Proclamations & Statements

2015 Press Releases and Statements

Are Americas Games a Nuclear Weapons Free Zone?

August 6, 2015​ For Immediate Release:

“Ground Zero to Global Zero: Hope After 70 Years” will commemorate the 70th Anniversary of the atomic bombings of Hiroshima and Nagasaki. Every August the Hiroshima/ Nagasaki Day Coalition organizes commemoration events for the City of Toronto, through volunteerism and donations.

This year, with 41 countries involved in the Pan-American and Para-Pan Am Games in Toronto, it is important to note that all of the participating countries except 3 (Canada, USA and Bermuda) are part of a Nuclear Weapons-Free Zone (NWFZ).
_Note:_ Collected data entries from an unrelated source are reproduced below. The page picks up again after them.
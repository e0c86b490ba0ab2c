//! Storage error types.

use thiserror::Error;

/// Storage operation errors.
#[derive(Debug, Error)]
pub enum StorageError {
    /// Object not found in storage.
    #[error("object not found: {key}")]
    NotFound {
        /// Storage key that was not found.
        key: String,
    },

    /// Storage provider configuration error.
    #[error("storage configuration error: {0}")]
    Configuration(String),

    /// OpenDAL operation error.
    #[error("storage operation failed: {0}")]
    Operation(String),

    /// Invalid storage key format.
    #[error("invalid storage key: {0}")]
    InvalidKey(String),
}

impl StorageError {
    /// Create a not found error.
    #[must_use]
    pub fn not_found(key: impl Into<String>) -> Self {
        Self::NotFound { key: key.into() }
    }

    /// Create a configuration error.
    #[must_use]
    pub fn configuration(msg: impl Into<String>) -> Self {
        Self::Configuration(msg.into())
    }

    /// Create an operation error.
    #[must_use]
    pub fn operation(msg: impl Into<String>) -> Self {
        Self::Operation(msg.into())
    }

    /// Returns the HTTP status code for this error.
    #[must_use]
    pub fn status_code(&self) -> u16 {
        match self {
            Self::NotFound { .. } => 404,
            Self::InvalidKey(_) => 400,
            Self::Configuration(_) | Self::Operation(_) => 500,
        }
    }

    /// Returns the error code for API responses.
    #[must_use]
    pub fn error_code(&self) -> &'static str {
        match self {
            Self::NotFound { .. } => "OBJECT_NOT_FOUND",
            Self::InvalidKey(_) => "INVALID_STORAGE_KEY",
            Self::Configuration(_) => "STORAGE_CONFIGURATION_ERROR",
            Self::Operation(_) => "STORAGE_ERROR",
        }
    }
}

impl From<opendal::Error> for StorageError {
    fn from(err: opendal::Error) -> Self {
        match err.kind() {
            opendal::ErrorKind::NotFound => Self::NotFound {
                key: err.to_string(),
            },
            _ => Self::Operation(err.to_string()),
        }
    }
}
In this respect, Toronto 2015 is bringing peace to our city, and the Games can be considered a NWFZ as Toronto itself was declared a NWFZ in 1983 by City Council.

“Having 38 of the 41 countries in a treaty to be nuclear weapons-free is significant and it really gives an indication of the global push occurring across the globe to work toward nuclear abolition,” states Dr. Vinay Jindal, Chair of Toronto’s Hiroshima/ Nagasaki Day Coalition. “As people across the world speak with one voice, with one message- it will be much more powerful than any nuclear bomb.”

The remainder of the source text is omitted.